* REQUIRED WORK
Return the run of lines below that opens with the line containing "repository 69f2e92a447649e4" and closes with the line containing "pub struct ValidationError", keeping each one exact.

══════════════════════════════

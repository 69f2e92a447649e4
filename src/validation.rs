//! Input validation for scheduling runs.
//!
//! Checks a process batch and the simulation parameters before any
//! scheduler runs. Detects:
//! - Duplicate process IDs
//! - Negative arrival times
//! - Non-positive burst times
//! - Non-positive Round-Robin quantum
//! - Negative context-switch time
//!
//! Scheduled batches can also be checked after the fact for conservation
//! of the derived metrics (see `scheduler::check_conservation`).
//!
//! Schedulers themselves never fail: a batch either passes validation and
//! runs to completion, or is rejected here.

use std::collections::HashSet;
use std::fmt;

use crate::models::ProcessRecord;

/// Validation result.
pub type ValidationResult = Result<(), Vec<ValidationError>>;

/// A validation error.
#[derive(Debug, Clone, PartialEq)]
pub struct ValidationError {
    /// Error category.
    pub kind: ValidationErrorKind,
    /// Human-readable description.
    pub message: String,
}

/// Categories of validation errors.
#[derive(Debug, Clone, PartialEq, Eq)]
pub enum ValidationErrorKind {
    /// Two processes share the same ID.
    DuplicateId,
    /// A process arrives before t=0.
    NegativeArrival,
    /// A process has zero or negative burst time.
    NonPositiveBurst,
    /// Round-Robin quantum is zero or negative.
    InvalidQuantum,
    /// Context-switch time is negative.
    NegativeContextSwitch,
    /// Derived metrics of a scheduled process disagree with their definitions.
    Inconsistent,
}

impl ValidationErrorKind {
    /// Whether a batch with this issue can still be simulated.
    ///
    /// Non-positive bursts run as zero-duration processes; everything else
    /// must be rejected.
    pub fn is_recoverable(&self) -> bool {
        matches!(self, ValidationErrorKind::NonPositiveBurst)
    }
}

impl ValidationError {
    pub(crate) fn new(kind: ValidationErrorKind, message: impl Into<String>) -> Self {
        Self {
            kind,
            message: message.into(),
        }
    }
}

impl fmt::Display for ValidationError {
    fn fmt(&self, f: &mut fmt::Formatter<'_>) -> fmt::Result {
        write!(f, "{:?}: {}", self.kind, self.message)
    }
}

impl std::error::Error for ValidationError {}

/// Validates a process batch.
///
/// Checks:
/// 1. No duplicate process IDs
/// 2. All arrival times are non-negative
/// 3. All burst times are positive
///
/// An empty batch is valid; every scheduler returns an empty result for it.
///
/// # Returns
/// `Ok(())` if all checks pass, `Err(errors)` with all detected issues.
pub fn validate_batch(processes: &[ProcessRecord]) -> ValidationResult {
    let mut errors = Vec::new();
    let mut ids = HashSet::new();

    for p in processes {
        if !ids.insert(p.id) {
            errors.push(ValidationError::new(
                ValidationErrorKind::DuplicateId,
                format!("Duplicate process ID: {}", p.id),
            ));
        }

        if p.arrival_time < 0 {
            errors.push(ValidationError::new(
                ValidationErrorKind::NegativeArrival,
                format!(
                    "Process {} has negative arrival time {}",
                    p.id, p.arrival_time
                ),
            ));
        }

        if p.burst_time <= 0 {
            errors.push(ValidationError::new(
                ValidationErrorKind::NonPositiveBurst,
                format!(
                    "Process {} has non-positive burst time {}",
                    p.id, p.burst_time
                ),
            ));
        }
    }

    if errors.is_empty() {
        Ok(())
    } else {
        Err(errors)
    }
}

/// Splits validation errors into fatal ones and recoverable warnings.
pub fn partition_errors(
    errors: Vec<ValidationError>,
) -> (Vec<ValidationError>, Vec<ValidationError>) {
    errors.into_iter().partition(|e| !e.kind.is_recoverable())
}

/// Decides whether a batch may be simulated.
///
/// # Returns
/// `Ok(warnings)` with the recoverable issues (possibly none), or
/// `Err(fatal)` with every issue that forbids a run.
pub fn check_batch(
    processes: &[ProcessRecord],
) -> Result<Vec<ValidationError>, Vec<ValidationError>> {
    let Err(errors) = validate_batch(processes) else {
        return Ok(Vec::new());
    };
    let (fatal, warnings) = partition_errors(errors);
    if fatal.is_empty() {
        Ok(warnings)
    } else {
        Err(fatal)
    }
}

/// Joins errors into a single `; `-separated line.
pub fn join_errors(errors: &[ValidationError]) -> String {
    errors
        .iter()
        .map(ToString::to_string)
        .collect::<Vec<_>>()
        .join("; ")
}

══════════════════════════════

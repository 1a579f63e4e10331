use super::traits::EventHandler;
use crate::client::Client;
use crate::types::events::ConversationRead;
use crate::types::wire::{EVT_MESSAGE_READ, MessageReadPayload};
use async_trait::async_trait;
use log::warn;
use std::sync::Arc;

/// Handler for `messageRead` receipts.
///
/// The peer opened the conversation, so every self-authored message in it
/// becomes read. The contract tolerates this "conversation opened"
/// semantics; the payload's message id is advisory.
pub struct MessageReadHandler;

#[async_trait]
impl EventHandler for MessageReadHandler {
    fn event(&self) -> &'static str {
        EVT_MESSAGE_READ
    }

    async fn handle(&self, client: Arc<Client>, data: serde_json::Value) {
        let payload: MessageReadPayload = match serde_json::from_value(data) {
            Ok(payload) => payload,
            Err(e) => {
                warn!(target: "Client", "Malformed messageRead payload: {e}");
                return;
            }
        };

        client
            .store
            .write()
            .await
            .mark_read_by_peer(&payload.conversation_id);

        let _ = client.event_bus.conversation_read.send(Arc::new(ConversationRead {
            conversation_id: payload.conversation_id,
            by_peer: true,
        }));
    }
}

══════════════════════════════

* OUTPUT BELOW
repository 69f2e92a447649e4
filename src/validation.rs
//! Input validation for scheduling runs.
//!
//! Checks a process batch and the simulation parameters before any
//! scheduler runs. Detects:
//! - Duplicate process IDs
//! - Negative arrival times
//! - Non-positive burst times
//! - Non-positive Round-Robin quantum
//! - Negative context-switch time
//!
//! Scheduled batches can also be checked after the fact for conservation
//! of the derived metrics (see `scheduler::check_conservation`).
//!
//! Schedulers themselves never fail: a batch either passes validation and
//! runs to completion, or is rejected here.

use std::collections::HashSet;
use std::fmt;

use crate::models::ProcessRecord;

/// Validation result.
pub type ValidationResult = Result<(), Vec<ValidationError>>;

/// A validation error.
#[derive(Debug, Clone, PartialEq)]
pub struct ValidationError {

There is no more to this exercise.